What to produce: Of the lines in the data below, write out exactly those from the one holding "const DRIFT_TOLERANCE: f64 = 0.05;" through the one holding "let mut players = self.lock_players();", both included.

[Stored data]
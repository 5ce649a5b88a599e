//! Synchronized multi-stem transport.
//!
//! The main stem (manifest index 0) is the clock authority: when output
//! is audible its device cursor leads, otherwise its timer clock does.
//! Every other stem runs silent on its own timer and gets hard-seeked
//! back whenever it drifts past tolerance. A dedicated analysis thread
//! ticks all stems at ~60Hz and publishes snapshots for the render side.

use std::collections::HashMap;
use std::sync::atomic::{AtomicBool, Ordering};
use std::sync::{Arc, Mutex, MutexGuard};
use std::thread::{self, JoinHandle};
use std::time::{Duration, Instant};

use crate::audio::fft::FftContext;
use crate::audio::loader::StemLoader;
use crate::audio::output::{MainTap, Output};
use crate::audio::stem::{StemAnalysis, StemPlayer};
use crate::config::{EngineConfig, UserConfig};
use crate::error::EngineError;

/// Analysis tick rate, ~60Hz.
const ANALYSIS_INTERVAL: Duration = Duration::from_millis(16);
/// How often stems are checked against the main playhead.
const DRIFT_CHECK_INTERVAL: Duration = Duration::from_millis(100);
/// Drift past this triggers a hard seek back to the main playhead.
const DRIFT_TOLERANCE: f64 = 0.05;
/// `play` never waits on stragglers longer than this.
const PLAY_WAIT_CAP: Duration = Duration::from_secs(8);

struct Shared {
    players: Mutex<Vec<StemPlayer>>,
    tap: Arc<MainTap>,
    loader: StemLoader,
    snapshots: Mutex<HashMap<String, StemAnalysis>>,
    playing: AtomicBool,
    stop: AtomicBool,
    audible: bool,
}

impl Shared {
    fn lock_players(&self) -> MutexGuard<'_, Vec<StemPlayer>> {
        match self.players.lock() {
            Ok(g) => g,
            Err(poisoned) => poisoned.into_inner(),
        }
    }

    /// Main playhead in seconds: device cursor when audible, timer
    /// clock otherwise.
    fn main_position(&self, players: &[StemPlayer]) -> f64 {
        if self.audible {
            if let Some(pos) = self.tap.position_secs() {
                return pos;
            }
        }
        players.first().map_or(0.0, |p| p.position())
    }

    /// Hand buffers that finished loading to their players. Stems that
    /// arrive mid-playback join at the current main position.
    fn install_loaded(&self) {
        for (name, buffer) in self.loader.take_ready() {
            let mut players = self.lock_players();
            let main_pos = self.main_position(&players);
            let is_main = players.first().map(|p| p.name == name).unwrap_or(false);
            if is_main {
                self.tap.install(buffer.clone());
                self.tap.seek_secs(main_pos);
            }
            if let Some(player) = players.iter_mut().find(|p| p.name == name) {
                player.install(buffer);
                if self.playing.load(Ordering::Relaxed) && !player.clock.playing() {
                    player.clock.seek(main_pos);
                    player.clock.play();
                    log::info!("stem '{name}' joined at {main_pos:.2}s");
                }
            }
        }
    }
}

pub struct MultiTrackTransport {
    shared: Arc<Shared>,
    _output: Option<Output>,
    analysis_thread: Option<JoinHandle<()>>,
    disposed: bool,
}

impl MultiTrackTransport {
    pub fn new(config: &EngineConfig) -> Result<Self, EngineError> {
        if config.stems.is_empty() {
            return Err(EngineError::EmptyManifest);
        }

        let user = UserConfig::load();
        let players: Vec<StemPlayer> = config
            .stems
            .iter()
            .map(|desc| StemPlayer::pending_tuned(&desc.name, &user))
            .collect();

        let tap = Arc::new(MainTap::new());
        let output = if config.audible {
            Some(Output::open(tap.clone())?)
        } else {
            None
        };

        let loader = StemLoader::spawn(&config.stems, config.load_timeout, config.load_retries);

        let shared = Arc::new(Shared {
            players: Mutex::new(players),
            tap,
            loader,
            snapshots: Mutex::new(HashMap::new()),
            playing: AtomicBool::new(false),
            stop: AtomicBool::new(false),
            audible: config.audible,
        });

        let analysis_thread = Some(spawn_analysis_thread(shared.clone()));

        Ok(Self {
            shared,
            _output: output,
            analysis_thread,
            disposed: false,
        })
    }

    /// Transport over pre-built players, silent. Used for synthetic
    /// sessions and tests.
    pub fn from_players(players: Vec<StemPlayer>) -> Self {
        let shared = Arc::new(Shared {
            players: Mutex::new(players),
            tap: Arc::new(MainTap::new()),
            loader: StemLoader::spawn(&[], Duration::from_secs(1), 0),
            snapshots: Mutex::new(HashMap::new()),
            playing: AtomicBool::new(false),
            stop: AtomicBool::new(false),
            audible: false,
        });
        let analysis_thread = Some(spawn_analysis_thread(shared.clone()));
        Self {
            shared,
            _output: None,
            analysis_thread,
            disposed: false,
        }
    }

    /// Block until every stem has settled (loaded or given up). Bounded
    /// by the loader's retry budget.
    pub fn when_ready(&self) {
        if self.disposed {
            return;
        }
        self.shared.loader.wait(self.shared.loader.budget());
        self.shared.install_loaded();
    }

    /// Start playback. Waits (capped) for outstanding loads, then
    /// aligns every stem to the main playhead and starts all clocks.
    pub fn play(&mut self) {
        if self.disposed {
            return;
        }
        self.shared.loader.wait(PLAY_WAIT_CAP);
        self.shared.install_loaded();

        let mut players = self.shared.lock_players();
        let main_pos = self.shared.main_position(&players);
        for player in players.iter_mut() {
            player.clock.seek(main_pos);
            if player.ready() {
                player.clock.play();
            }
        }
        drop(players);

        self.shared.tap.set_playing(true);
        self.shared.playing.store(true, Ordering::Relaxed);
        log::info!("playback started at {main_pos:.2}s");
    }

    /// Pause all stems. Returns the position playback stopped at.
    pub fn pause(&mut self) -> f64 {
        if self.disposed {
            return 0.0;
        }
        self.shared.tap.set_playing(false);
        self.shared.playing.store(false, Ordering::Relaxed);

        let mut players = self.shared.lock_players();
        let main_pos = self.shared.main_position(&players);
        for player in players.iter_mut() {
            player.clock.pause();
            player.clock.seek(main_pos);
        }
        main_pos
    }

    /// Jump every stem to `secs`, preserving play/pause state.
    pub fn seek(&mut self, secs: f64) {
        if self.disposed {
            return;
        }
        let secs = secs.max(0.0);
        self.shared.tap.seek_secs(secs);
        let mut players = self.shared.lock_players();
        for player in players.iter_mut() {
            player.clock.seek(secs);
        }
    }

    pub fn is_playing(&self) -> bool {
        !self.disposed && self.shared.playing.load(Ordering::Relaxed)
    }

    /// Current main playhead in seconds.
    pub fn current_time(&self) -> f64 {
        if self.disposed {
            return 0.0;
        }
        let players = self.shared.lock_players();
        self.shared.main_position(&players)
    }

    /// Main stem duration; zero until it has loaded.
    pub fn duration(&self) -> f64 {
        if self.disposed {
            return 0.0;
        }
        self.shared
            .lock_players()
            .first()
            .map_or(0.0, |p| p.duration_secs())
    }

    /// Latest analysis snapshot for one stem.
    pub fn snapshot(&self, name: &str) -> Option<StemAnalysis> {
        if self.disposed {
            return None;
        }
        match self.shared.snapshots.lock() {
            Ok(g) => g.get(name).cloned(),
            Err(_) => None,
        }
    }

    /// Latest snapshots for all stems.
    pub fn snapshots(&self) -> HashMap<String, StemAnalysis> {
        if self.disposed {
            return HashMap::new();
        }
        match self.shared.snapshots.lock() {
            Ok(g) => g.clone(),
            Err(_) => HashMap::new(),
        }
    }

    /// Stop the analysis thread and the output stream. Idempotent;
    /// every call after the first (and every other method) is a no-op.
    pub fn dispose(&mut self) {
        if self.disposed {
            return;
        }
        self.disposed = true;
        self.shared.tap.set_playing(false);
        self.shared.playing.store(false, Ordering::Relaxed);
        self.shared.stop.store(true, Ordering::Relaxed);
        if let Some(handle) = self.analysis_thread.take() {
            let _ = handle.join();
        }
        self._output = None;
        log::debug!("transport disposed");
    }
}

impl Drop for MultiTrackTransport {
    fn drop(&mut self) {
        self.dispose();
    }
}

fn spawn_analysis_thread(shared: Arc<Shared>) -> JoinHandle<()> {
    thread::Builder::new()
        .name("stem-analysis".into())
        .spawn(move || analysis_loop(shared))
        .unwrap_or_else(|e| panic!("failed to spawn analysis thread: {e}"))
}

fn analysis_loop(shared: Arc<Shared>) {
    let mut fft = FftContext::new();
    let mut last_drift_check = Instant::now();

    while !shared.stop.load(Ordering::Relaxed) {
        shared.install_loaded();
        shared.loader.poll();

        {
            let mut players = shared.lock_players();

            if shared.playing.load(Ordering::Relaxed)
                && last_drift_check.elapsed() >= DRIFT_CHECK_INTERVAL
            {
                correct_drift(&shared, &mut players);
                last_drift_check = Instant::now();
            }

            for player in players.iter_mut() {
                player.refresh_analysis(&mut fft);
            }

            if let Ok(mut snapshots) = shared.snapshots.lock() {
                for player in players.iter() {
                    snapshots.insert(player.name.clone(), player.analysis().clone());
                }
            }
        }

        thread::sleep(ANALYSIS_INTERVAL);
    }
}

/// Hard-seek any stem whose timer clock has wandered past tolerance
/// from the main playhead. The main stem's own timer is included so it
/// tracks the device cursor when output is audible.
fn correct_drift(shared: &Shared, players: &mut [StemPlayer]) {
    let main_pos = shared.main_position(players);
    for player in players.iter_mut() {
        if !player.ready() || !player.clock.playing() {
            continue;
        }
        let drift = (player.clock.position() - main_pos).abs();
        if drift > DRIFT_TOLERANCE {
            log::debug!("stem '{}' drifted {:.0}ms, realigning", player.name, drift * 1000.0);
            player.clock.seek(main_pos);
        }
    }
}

Output for this exercise:
const DRIFT_TOLERANCE: f64 = 0.05;
/// `play` never waits on stragglers longer than this.
const PLAY_WAIT_CAP: Duration = Duration::from_secs(8);

struct Shared {
    players: Mutex<Vec<StemPlayer>>,
    tap: Arc<MainTap>,
    loader: StemLoader,
    snapshots: Mutex<HashMap<String, StemAnalysis>>,
    playing: AtomicBool,
    stop: AtomicBool,
    audible: bool,
}

impl Shared {
    fn lock_players(&self) -> MutexGuard<'_, Vec<StemPlayer>> {
        match self.players.lock() {
            Ok(g) => g,
            Err(poisoned) => poisoned.into_inner(),
        }
    }

    /// Main playhead in seconds: device cursor when audible, timer
    /// clock otherwise.
    fn main_position(&self, players: &[StemPlayer]) -> f64 {
        if self.audible {
            if let Some(pos) = self.tap.position_secs() {
                return pos;
            }
        }
        players.first().map_or(0.0, |p| p.position())
    }

    /// Hand buffers that finished loading to their players. Stems that
    /// arrive mid-playback join at the current main position.
    fn install_loaded(&self) {
        for (name, buffer) in self.loader.take_ready() {
            let mut players = self.lock_players();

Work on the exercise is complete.